Du 12 au 14 septembre 2023, nous avons été pour la 3e fois en résidence à l'EHPAD de Villefranche sur Mer, une aventure hors normes, car durant trois jours nous partageons le quotidien des résidents... Je suis cachée derrière mon nez rouge et accompagnée à l'accordéon et au piano par Jérémy Bourges, complice musicien de longue date.
Nous passons en chambre pour des moments individuels, avec celles et ceux qui ne sortent plus beaucoup, n'échangent plus beaucoup. Et nous proposons aussi des moments collectifs dans les parties communes ou même en extérieur comme en ce mois de septembre durant lequel le soleil nous accompagne.
C'est difficile de raconter. Parce qu'il y a énormément de sensations et d'émotions qui nous traversent tous. Les résidents sont (pour la plupart) heureux, "émoustillés" par notre visite, par l'attention qu'on leur porte, par le petit grain de folie qui se glisse dans leur quotidien.
Moi je suis souvent bouleversée mais mon clown me protège et m'aide à avancer de chambre en chambre et chaque sourire récolté, chaque larme versée est un carburant précieux pour traverser ces journées.
Chaque matin, en sortant de l'ascenseur, quand les portes s'ouvrent je pense "je ne vais pas y arriver"... mais la vie est là, la joie aussi. Les regards ne tardent jamais a s'allumer quand Jéremy commence à jouer sur son accordéon et il n'est pas rare que les résidents, même les plus silencieux, les plus "perdus" en eux même, chantent avec moi des chansons entières ou des bribes de paroles qui leur reviennent, les traversent comme les fragments d'une mémoire éparpillée.
Piaf reste la super star de ces concerts intimistes, avec Brel, ils nous ouvrent les portes et les coeurs...
Nous sommes accompagnés par Marion et Lucas, les deux animateurs. Ils connaissent les résidents sur le bout des doigts et je reste à chaque séjour admirative de leur douceur, de leur patience et de leur savoir faire. Ils entrent avant nous pour nous annoncer. Tous les résidents reconnaissent le son de leur voix et s'allument quand ils les sentent auprès d'eux. Ils sont nos précieux ambassadeurs, ceux qui maitrisent le terrain et les codes.
Car nous ne sommes que de passage et essayons de ne pas déranger le travail des soignants, du personnel et de tout ce petit monde qui fourmille dans l'Ehpad, dans les bureaux, les cuisines, à l'intendance....
On chante, on danse avec eux. On prend le temps de parler, de se raconter des bêtises.
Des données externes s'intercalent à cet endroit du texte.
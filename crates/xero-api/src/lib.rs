//! Authenticated Xero API access
//!
//! Wraps every API call in the refresh-once executor, resolves the tenant to
//! work against, and exposes the accounting reads built on top of it. The
//! session is an explicit value, so tests and callers can hold isolated ones.
//!
//! Call lifecycle:
//! 1. Caller builds a `Session` from a cached or freshly exchanged token
//! 2. `resolve_tenant()` lists connections and sets the session tenant id
//! 3. `fetch_contacts()` / `fetch_invoices()` send the tenant header
//! 4. Each call runs its own `Executor::execute()` state machine: an expired
//!    token is refreshed at most once, then the call is retried

pub mod constants;
pub mod error;
pub mod executor;
pub mod expiry;
pub mod resources;
pub mod session;
pub mod tenants;

pub use constants::*;
pub use error::{Error, Result};
pub use executor::{
    Executor, FailReason, RequestAction, RequestEvent, RequestState, handle_event,
};
pub use expiry::{ProblemDetail, ResponseClass, classify_response, is_token_expired};
pub use resources::{ContactsQuery, InvoicesQuery, fetch_contacts, fetch_invoices};
pub use session::Session;
pub use tenants::{MissingTenantPolicy, TenantQuery, TenantRecord, resolve_tenant, select_tenant};
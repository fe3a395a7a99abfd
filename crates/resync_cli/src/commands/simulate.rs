//! Simulate command implementation.
//!
//! Runs several clients against one in-process server. Every client edits
//! the same records from the same starting version, so all but the first
//! writer hit conflicts, which are then settled with the chosen strategy.

use async_trait::async_trait;
use resync_engine::{
    ConflictStrategy, SyncConfig, SyncEngine, SyncError, SyncResult, SyncTransport,
};
use resync_protocol::record::{RecordData, UPDATED_AT_FIELD};
use resync_protocol::{
    MutationOutcome, MutationSpec, Operation, SyncPushRequest, SyncPushResponse,
};
use resync_server::{MemoryRecordResolver, ServerConfig, SyncServer};
use serde::Serialize;
use serde_json::json;
use std::collections::HashMap;
use std::sync::Arc;
use tracing::{debug, info};

const OBJECT: &str = "todo";
const MAX_ROUNDS: usize = 64;

type LocalServer = SyncServer<MemoryRecordResolver>;

/// Parameters of a simulation run.
#[derive(Debug, Clone)]
pub struct SimulateOptions {
    /// Number of clients.
    pub clients: usize,
    /// Number of shared records.
    pub records: usize,
    /// Edits each client makes.
    pub edits: usize,
    /// Conflict strategy used by every client.
    pub strategy: ConflictStrategy,
    /// Client push batch size.
    pub batch_size: usize,
}

impl Default for SimulateOptions {
    fn default() -> Self {
        Self {
            clients: 3,
            records: 5,
            edits: 5,
            strategy: ConflictStrategy::LastWriteWins,
            batch_size: 50,
        }
    }
}

/// What happened during a simulation.
#[derive(Debug, Default, Serialize)]
#[serde(rename_all = "camelCase")]
pub struct SimulationReport {
    /// Strategy used.
    pub strategy: String,
    /// Push round-trips made.
    pub pushes: u64,
    /// Mutations recorded by all clients, rebases included.
    pub mutations_recorded: u64,
    /// Mutations the server applied.
    pub applied: u64,
    /// Conflicts the server reported.
    pub conflicts: u64,
    /// Conflicts settled by the client resolver and rebased.
    pub resolved: u64,
    /// Conflicts the resolver left open; their edits were dropped.
    pub unresolved: u64,
    /// Mutations the server rejected.
    pub rejected: u64,
    /// Final server checkpoint.
    pub checkpoint: String,
    /// Records stored on the server.
    pub records: usize,
}

/// A transport calling straight into an in-process server.
struct LocalTransport {
    server: Arc<LocalServer>,
}

#[async_trait]
impl SyncTransport for LocalTransport {
    async fn push(&self, request: &SyncPushRequest) -> SyncResult<SyncPushResponse> {
        self.server
            .handle_push(request.clone())
            .await
            .map_err(|e| SyncError::ServerError(e.to_string()))
    }
}

/// A simulated client and the record versions it has seen.
struct Client {
    engine: SyncEngine<LocalTransport>,
    known: HashMap<String, u64>,
}

impl Client {
    fn new(id: String, server: &Arc<LocalServer>, options: &SimulateOptions) -> Self {
        let config = SyncConfig::new()
            .with_strategy(options.strategy)
            .with_batch_size(options.batch_size);
        let transport = LocalTransport {
            server: Arc::clone(server),
        };
        Self {
            engine: SyncEngine::new(id, transport, config),
            known: HashMap::new(),
        }
    }

    fn base_of(&self, record_id: &str) -> u64 {
        self.known.get(record_id).copied().unwrap_or(0)
    }

    fn observe(&mut self, response: &SyncPushResponse) {
        for change in &response.server_changes {
            match change.operation {
                Operation::Delete => {
                    self.known.remove(&change.record_id);
                }
                _ => {
                    self.known
                        .insert(change.record_id.clone(), change.server_version);
                }
            }
        }
    }

    fn record(&self, spec: MutationSpec, report: &mut SimulationReport) -> SyncResult<()> {
        self.engine.record_mutation(spec)?;
        self.engine.cancel_scheduled_sync();
        report.mutations_recorded += 1;
        Ok(())
    }

    /// Pushes until nothing is left or no progress is made.
    async fn drain(&mut self, report: &mut SimulationReport) -> SyncResult<()> {
        for _ in 0..MAX_ROUNDS {
            let Some(response) = self.engine.sync().await else {
                break;
            };
            report.pushes += 1;
            self.observe(&response);

            let mut settled = Vec::new();
            let mut rebases = Vec::new();
            for result in &response.results {
                match &result.outcome {
                    MutationOutcome::Applied { .. } => report.applied += 1,
                    MutationOutcome::Rejected { .. } => report.rejected += 1,
                    MutationOutcome::Conflict { conflict, .. } => {
                        report.conflicts += 1;
                        settled.push(result.mutation_id.clone());
                        match self.engine.resolve_conflict(conflict).outcome {
                            MutationOutcome::Applied { resolved_data, .. } => {
                                report.resolved += 1;
                                let mut data = resolved_data
                                    .or_else(|| conflict.client_mutation.data.clone())
                                    .unwrap_or_default();
                                // keep the original edit time for later LWW comparisons
                                data.entry(UPDATED_AT_FIELD).or_insert_with(|| {
                                    json!(conflict.client_mutation.timestamp.to_rfc3339())
                                });
                                rebases.push((conflict.record_id.clone(), data));
                            }
                            _ => report.unresolved += 1,
                        }
                    }
                }
            }

            self.engine.discard_pending(&settled);
            for (record_id, data) in rebases {
                let base = self.base_of(&record_id);
                debug!(record = %record_id, base, "rebasing resolved conflict");
                self.record(MutationSpec::update(OBJECT, record_id, data, base), report)?;
            }

            if self.engine.pending_count() == 0 || response.results.is_empty() {
                break;
            }
        }
        Ok(())
    }
}

/// Runs a simulation and returns its report.
pub async fn simulate(options: &SimulateOptions) -> SyncResult<SimulationReport> {
    let server = Arc::new(SyncServer::new(
        ServerConfig::new().with_conflict_fields(OBJECT, ["title", "done"]),
        MemoryRecordResolver::new(),
    ));
    let mut report = SimulationReport {
        strategy: options.strategy.to_string(),
        ..Default::default()
    };

    let mut clients: Vec<Client> = (0..options.clients.max(1))
        .map(|i| Client::new(format!("client-{i}"), &server, options))
        .collect();

    // the first client seeds the records, everyone else catches up
    for r in 0..options.records {
        let data = record_data(json!({"title": format!("task {r}"), "done": false}));
        clients[0].record(MutationSpec::create(OBJECT, format!("r{r}"), data), &mut report)?;
    }
    for client in clients.iter_mut() {
        client.drain(&mut report).await?;
    }
    info!(records = options.records, checkpoint = %server.checkpoint(), "seeded");

    // every client edits from the version it saw after seeding
    for (c, client) in clients.iter().enumerate() {
        for e in 0..options.edits {
            let record_id = format!("r{}", e % options.records.max(1));
            let base = client.base_of(&record_id);
            let data = record_data(json!({
                "title": format!("client {c} edit {e}"),
                "done": e % 2 == 1,
            }));
            client.record(MutationSpec::update(OBJECT, record_id, data, base), &mut report)?;
        }
    }
    for client in clients.iter_mut() {
        client.drain(&mut report).await?;
    }

    report.checkpoint = server.checkpoint();
    report.records = server.resolver().len();
    info!(
        applied = report.applied,
        conflicts = report.conflicts,
        resolved = report.resolved,
        "simulation finished"
    );
    Ok(report)
}

fn record_data(value: serde_json::Value) -> RecordData {
    match value {
        serde_json::Value::Object(map) => map,
        _ => RecordData::new(),
    }
}

/// Runs the simulate command.
pub fn run(options: &SimulateOptions, format: &str) -> Result<(), Box<dyn std::error::Error>> {
    let runtime = tokio::runtime::Builder::new_current_thread()
        .enable_all()
        .build()?;
    let report = runtime.block_on(simulate(options))?;

    match format {
        "json" => println!("{}", serde_json::to_string_pretty(&report)?),
        _ => print_text_output(&report),
    }
    Ok(())
}

fn print_text_output(report: &SimulationReport) {
    println!("Sync Simulation ({})", report.strategy);
    println!("{}", "=".repeat(40));
    println!("Pushes:             {}", report.pushes);
    println!("Mutations recorded: {}", report.mutations_recorded);
    println!("Applied:            {}", report.applied);
    println!("Conflicts:          {}", report.conflicts);
    println!("  resolved:         {}", report.resolved);
    println!("  unresolved:       {}", report.unresolved);
    println!("Rejected:           {}", report.rejected);
    println!("Final checkpoint:   {}", report.checkpoint);
    println!("Server records:     {}", report.records);
}

#[cfg(test)]
mod tests {
    use super::*;

    fn options(strategy: ConflictStrategy) -> SimulateOptions {
        SimulateOptions {
            clients: 3,
            records: 2,
            edits: 2,
            strategy,
            batch_size: 50,
        }
    }

    #[tokio::test]
    async fn last_write_wins_settles_every_conflict() {
        let report = simulate(&options(ConflictStrategy::LastWriteWins))
            .await
            .unwrap();

        // client 0 applies both edits; clients 1 and 2 conflict on both
        assert_eq!(report.conflicts, 4);
        assert_eq!(report.resolved, 4);
        assert_eq!(report.unresolved, 0);
        assert_eq!(report.applied, 2 + 2 + 4);
        assert_eq!(report.checkpoint, "8");
        assert_eq!(report.records, 2);
    }

    #[tokio::test]
    async fn manual_without_callback_leaves_conflicts_open() {
        let report = simulate(&options(ConflictStrategy::Manual)).await.unwrap();

        assert_eq!(report.conflicts, 4);
        assert_eq!(report.resolved, 0);
        assert_eq!(report.unresolved, 4);
        assert_eq!(report.applied, 4);
        assert_eq!(report.checkpoint, "4");
    }

    #[tokio::test]
    async fn crdt_merges_conflicts() {
        let report = simulate(&options(ConflictStrategy::Crdt)).await.unwrap();
        assert_eq!(report.resolved, report.conflicts);
        assert_eq!(report.unresolved, 0);
    }
}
On regarde les photos au mur, on est curieux de leurs vies, de leurs petites et grandes histoires.
au fur et a mesure de nos séjours, on a gagné en détente, en écoute.
Jéremy et moi nous entendons vraiment bien, connectés sur l’essentiel : la rencontre. Nous gérons mieux les moments de tristesse et de vide, la peur de vieillir, de mourir qui se lit et se dit parfois avec des mots simples.
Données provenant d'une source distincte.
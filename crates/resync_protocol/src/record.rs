//! Helpers over application record data.
//!
//! Records travel as JSON objects. The protocol never interprets their
//! schema beyond a handful of well-known conventions:
//!
//! - `updated_at` carries the server's last-write time (RFC 3339 string or
//!   Unix milliseconds), used by last-write-wins resolution.
//! - Conflicting fields are compared by JSON value equality.

use chrono::{DateTime, Utc};
use serde_json::{Map, Value};
use std::time::UNIX_EPOCH;

/// Field map of an application record.
pub type RecordData = Map<String, Value>;

/// Field holding a record's last-write time.
pub const UPDATED_AT_FIELD: &str = "updated_at";

/// Returns the record's `updated_at` time.
///
/// A missing or unparseable value reads as the Unix epoch, so any client
/// write compares as newer.
pub fn updated_at(record: &RecordData) -> DateTime<Utc> {
    record
        .get(UPDATED_AT_FIELD)
        .and_then(parse_timestamp)
        .unwrap_or_else(epoch)
}

/// Returns the Unix epoch as a UTC timestamp.
pub fn epoch() -> DateTime<Utc> {
    DateTime::<Utc>::from(UNIX_EPOCH)
}

fn parse_timestamp(value: &Value) -> Option<DateTime<Utc>> {
    match value {
        Value::String(s) => DateTime::parse_from_rfc3339(s)
            .ok()
            .map(|dt| dt.with_timezone(&Utc)),
        Value::Number(n) => n.as_i64().and_then(DateTime::<Utc>::from_timestamp_millis),
        _ => None,
    }
}

/// Returns the configured fields whose client value differs from the server.
///
/// Only fields the client actually sent are considered; a field absent from
/// the server record compares as `null`. Order follows `fields`.
pub fn conflicting_fields(
    fields: &[String],
    client: Option<&RecordData>,
    server: &RecordData,
) -> Vec<String> {
    let Some(client) = client else {
        return Vec::new();
    };

    fields
        .iter()
        .filter(|field| match client.get(field.as_str()) {
            Some(ours) => ours != server.get(field.as_str()).unwrap_or(&Value::Null),
            None => false,
        })
        .cloned()
        .collect()
}

/// Merges client fields over the server record, except `keep_server`.
///
/// Fields named in `keep_server` always retain the server's value, even
/// when the client changed them.
pub fn merge_keeping_server(
    server: &RecordData,
    client: Option<&RecordData>,
    keep_server: &[String],
) -> RecordData {
    let mut merged = server.clone();
    if let Some(client) = client {
        for (field, value) in client {
            if keep_server.iter().any(|f| f == field) {
                continue;
            }
            merged.insert(field.clone(), value.clone());
        }
    }
    merged
}
//! # Resync Server
//!
//! Server side of the Resync mutation sync protocol.
//!
//! This crate provides:
//! - `VersionStore`: authoritative per-record versions
//! - `ChangeLog`: checkpoint-indexed log of accepted changes with
//!   age-based retention
//! - `SyncHandler`: push processing under optimistic concurrency
//! - `SyncServer`: handler plus stores, wire decoding and periodic pruning
//! - `RecordResolver`: the boundary to the application's record storage
//!
//! # Conflicts
//!
//! The server detects conflicts, it does not resolve them. A mutation
//! whose base version does not match the stored version comes back with
//! status `conflict`, the current server record and the configured fields
//! that differ. The client decides what to do on its next cycle.
//!
//! # Integration contract
//!
//! The handler assigns a version and then calls
//! [`RecordResolver::apply_mutation`]. Those two steps are only consistent
//! if the application persists the mutation atomically with the assigned
//! version and tolerates repeated delivery of the same mutation id.

#![deny(unsafe_code)]
#![warn(missing_docs)]
// Production code MUST NOT use panic!/unwrap()/expect()
#![warn(clippy::unwrap_used, clippy::expect_used, clippy::panic)]

mod change_log;
mod config;
mod error;
mod handler;
mod record_resolver;
mod server;
mod version_store;

pub use change_log::{ChangeLog, ChangeLogEntry};
pub use config::{
    ServerConfig, SyncEndpointConfig, DEFAULT_MAX_MUTATIONS_PER_REQUEST, DEFAULT_RETENTION_DAYS,
};
pub use error::{ServerError, ServerResult};
pub use handler::SyncHandler;
pub use record_resolver::{MemoryRecordResolver, RecordResolver};
pub use server::{MIN_PRUNE_PERIOD, SyncServer};
pub use version_store::VersionStore;
//! Per-record version counters.

use parking_lot::Mutex;
use std::collections::HashMap;
use std::sync::Arc;

type RecordKey = (String, String);

/// Authoritative version of every record the server has accepted writes for.
///
/// A version record is created at 1 by the first successful mutation,
/// incremented by each later one, and removed when the record is deleted.
/// A record created again after a delete therefore restarts at 1.
#[derive(Debug, Default)]
pub struct VersionStore {
    versions: Mutex<HashMap<RecordKey, u64>>,
    locks: Mutex<HashMap<RecordKey, Arc<tokio::sync::Mutex<()>>>>,
}

fn key(object_name: &str, record_id: &str) -> RecordKey {
    (object_name.to_string(), record_id.to_string())
}

impl VersionStore {
    /// Creates an empty store.
    pub fn new() -> Self {
        Self::default()
    }

    /// Returns the current version, or `None` if the record has none.
    pub fn get_version(&self, object_name: &str, record_id: &str) -> Option<u64> {
        self.versions
            .lock()
            .get(&key(object_name, record_id))
            .copied()
    }

    /// Increments the version and returns the new value (1 for a new record).
    pub fn increment(&self, object_name: &str, record_id: &str) -> u64 {
        let mut versions = self.versions.lock();
        let version = versions.entry(key(object_name, record_id)).or_insert(0);
        *version += 1;
        *version
    }

    /// Removes the version record. Returns the version it had.
    pub fn remove(&self, object_name: &str, record_id: &str) -> Option<u64> {
        self.versions.lock().remove(&key(object_name, record_id))
    }

    /// Returns the async lock serialising mutations of one record.
    ///
    /// The push handler holds it across the version check, the increment
    /// and the resolver's apply call, then hands it back through
    /// [`VersionStore::release_lock`].
    pub fn record_lock(&self, object_name: &str, record_id: &str) -> Arc<tokio::sync::Mutex<()>> {
        Arc::clone(
            self.locks
                .lock()
                .entry(key(object_name, record_id))
                .or_default(),
        )
    }

    /// Hands back a lock obtained from [`VersionStore::record_lock`].
    ///
    /// The lock is forgotten once no other caller holds or waits on it.
    /// Clones are only handed out under the map lock, so the count check
    /// cannot race with a new `record_lock` call.
    pub fn release_lock(
        &self,
        object_name: &str,
        record_id: &str,
        lock: Arc<tokio::sync::Mutex<()>>,
    ) {
        let mut locks = self.locks.lock();
        let key = key(object_name, record_id);
        let idle = locks
            .get(&key)
            .is_some_and(|stored| Arc::ptr_eq(stored, &lock) && Arc::strong_count(&lock) == 2);
        if idle {
            locks.remove(&key);
        }
    }

    /// Returns the number of records with a live lock.
    pub fn lock_count(&self) -> usize {
        self.locks.lock().len()
    }

    /// Returns the number of records with a version.
    pub fn len(&self) -> usize {
        self.versions.lock().len()
    }

    /// Returns true if no record has a version.
    pub fn is_empty(&self) -> bool {
        self.versions.lock().is_empty()
    }
}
Certains expriment l’envie d’en finir, ils disent "avoir fait le tour", comme cette ancienne prof de gym de 93 ans, grande femme chevaline et dynamique qui me glisse à l’oreille, en me parlant de tous ceux et celles qui sont plus grabataires, « quand je les vois, je me dis mais c’est pas possible, c’est pas possible, je ne veux pas devenir comme ça, j’ai vécu, c’est bien, j’ai ma tête, j’ai mes jambes, mais je voudrais partir maintenant, pendant que je suis bien, pendant que je suis encore quelqu’un… »
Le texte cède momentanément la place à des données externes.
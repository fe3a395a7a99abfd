//! Sync lifecycle listeners.

use crate::error::SyncError;
use parking_lot::RwLock;
use resync_protocol::{SyncConflict, SyncPushResponse, SyncServerChange};
use std::panic::{self, AssertUnwindSafe};
use std::sync::atomic::{AtomicU64, Ordering};
use std::sync::Arc;
use tracing::warn;

/// Observer of sync lifecycle events.
///
/// Every hook has an empty default, so implementors override only what
/// they need. Hooks run synchronously on the task driving the sync.
pub trait SyncListener: Send + Sync {
    /// A push is about to be sent.
    fn on_sync_start(&self) {}

    /// A push round-trip finished.
    fn on_sync_complete(&self, _response: &SyncPushResponse) {}

    /// The transport failed; pending mutations were kept.
    fn on_sync_error(&self, _error: &SyncError) {}

    /// The server reported conflicts for some mutations.
    fn on_conflict(&self, _conflicts: &[SyncConflict]) {}

    /// The server returned changes this client had not seen.
    fn on_server_changes(&self, _changes: &[SyncServerChange]) {}
}

/// Handle returned by `add_listener`, used to remove it again.
#[derive(Debug, Clone, Copy, PartialEq, Eq, Hash)]
pub struct ListenerId(u64);

/// Registered listeners.
///
/// A listener that panics is logged and skipped; the remaining listeners
/// and the sync cycle carry on.
#[derive(Default)]
pub(crate) struct Listeners {
    next_id: AtomicU64,
    entries: RwLock<Vec<(ListenerId, Arc<dyn SyncListener>)>>,
}

impl Listeners {
    pub(crate) fn add(&self, listener: Arc<dyn SyncListener>) -> ListenerId {
        let id = ListenerId(self.next_id.fetch_add(1, Ordering::Relaxed));
        self.entries.write().push((id, listener));
        id
    }

    pub(crate) fn remove(&self, id: ListenerId) -> bool {
        let mut entries = self.entries.write();
        let before = entries.len();
        entries.retain(|(existing, _)| *existing != id);
        entries.len() != before
    }

    pub(crate) fn len(&self) -> usize {
        self.entries.read().len()
    }

    /// Invokes `hook` on every listener.
    ///
    /// The registry is snapshotted first so a hook may add or remove
    /// listeners without deadlocking.
    pub(crate) fn emit(&self, event: &'static str, hook: impl Fn(&dyn SyncListener)) {
        let snapshot: Vec<_> = self.entries.read().clone();
        for (id, listener) in snapshot {
            let outcome = panic::catch_unwind(AssertUnwindSafe(|| hook(listener.as_ref())));
            if outcome.is_err() {
                warn!(listener = id.0, event, "sync listener panicked; ignoring");
            }
        }
    }
}
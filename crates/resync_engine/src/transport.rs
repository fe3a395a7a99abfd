//! Transport layer abstraction for sync operations.

use crate::error::{SyncError, SyncResult};
use async_trait::async_trait;
use parking_lot::Mutex;
use resync_protocol::{SyncMutationResult, SyncPushRequest, SyncPushResponse};
use std::collections::VecDeque;
use std::sync::atomic::{AtomicBool, AtomicU64, Ordering};
use std::sync::Arc;

/// A sync transport carries push requests to the sync server.
///
/// This trait abstracts the network layer, allowing for different
/// implementations (HTTP, WebSocket, in-process loopback, mocks). The
/// engine enforces no timeout; implementations that need bounded latency
/// must supply their own.
#[async_trait]
pub trait SyncTransport: Send + Sync {
    /// Pushes a batch of mutations and returns the server's verdict.
    async fn push(&self, request: &SyncPushRequest) -> SyncResult<SyncPushResponse>;
}

#[async_trait]
impl<T: SyncTransport + ?Sized> SyncTransport for Arc<T> {
    async fn push(&self, request: &SyncPushRequest) -> SyncResult<SyncPushResponse> {
        (**self).push(request).await
    }
}

/// A mock transport for testing.
///
/// Responses are served from a queue first, then from the sticky response
/// set with [`set_push_response`](Self::set_push_response). In accepting
/// mode every mutation without a queued or sticky answer is applied with
/// version `base + 1`.
#[derive(Debug, Default)]
pub struct MockTransport {
    disconnected: AtomicBool,
    accept_all: AtomicBool,
    next_checkpoint: AtomicU64,
    queued: Mutex<VecDeque<SyncResult<SyncPushResponse>>>,
    push_response: Mutex<Option<SyncPushResponse>>,
    requests: Mutex<Vec<SyncPushRequest>>,
}

impl MockTransport {
    /// Creates a new mock transport with no canned responses.
    pub fn new() -> Self {
        Self::default()
    }

    /// Creates a mock that applies every mutation it receives.
    pub fn accepting() -> Self {
        let transport = Self::default();
        transport.accept_all.store(true, Ordering::SeqCst);
        transport
    }

    /// Sets the response returned when nothing is queued.
    pub fn set_push_response(&self, response: SyncPushResponse) {
        *self.push_response.lock() = Some(response);
    }

    /// Queues a one-shot result (success or failure).
    pub fn queue_push_result(&self, result: SyncResult<SyncPushResponse>) {
        self.queued.lock().push_back(result);
    }

    /// Simulates a lost connection: every push fails with `NotConnected`.
    pub fn set_connected(&self, connected: bool) {
        self.disconnected.store(!connected, Ordering::SeqCst);
    }

    /// Returns every request received so far.
    pub fn requests(&self) -> Vec<SyncPushRequest> {
        self.requests.lock().clone()
    }

    /// Returns the number of push calls received.
    pub fn push_count(&self) -> usize {
        self.requests.lock().len()
    }

    fn accept(&self, request: &SyncPushRequest) -> SyncPushResponse {
        let results = request
            .mutations
            .iter()
            .map(|m| SyncMutationResult::applied(m.id.clone(), m.next_version()))
            .collect();
        let checkpoint = self.next_checkpoint.fetch_add(1, Ordering::SeqCst) + 1;
        SyncPushResponse::new(results, Vec::new(), checkpoint.to_string())
    }
}

#[async_trait]
impl SyncTransport for MockTransport {
    async fn push(&self, request: &SyncPushRequest) -> SyncResult<SyncPushResponse> {
        self.requests.lock().push(request.clone());

        if self.disconnected.load(Ordering::SeqCst) {
            return Err(SyncError::NotConnected);
        }
        if let Some(result) = self.queued.lock().pop_front() {
            return result;
        }
        if let Some(response) = self.push_response.lock().clone() {
            return Ok(response);
        }
        if self.accept_all.load(Ordering::SeqCst) {
            return Ok(self.accept(request));
        }
        Err(SyncError::Protocol("No mock push response set".into()))
    }
}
Alors, même quand la gorge se noue au milieu d’une chanson, on se regarde et on continue...
Il y a Edith (résidente du 4e étage) qui nous attend à chaque cession et passe sa tête ce premier matin de septembre dans la salle d'animation où nous sommes en train de mettre nos costumes et de nous préparer.
Nous n'étions pas certains qu'elle ait compris que nous étions de nouveau là pour 3 jours.
Edith ne parle pas beaucoup mais elle chante toutes les chansons avec moi car elle connait toutes les paroles par coeur.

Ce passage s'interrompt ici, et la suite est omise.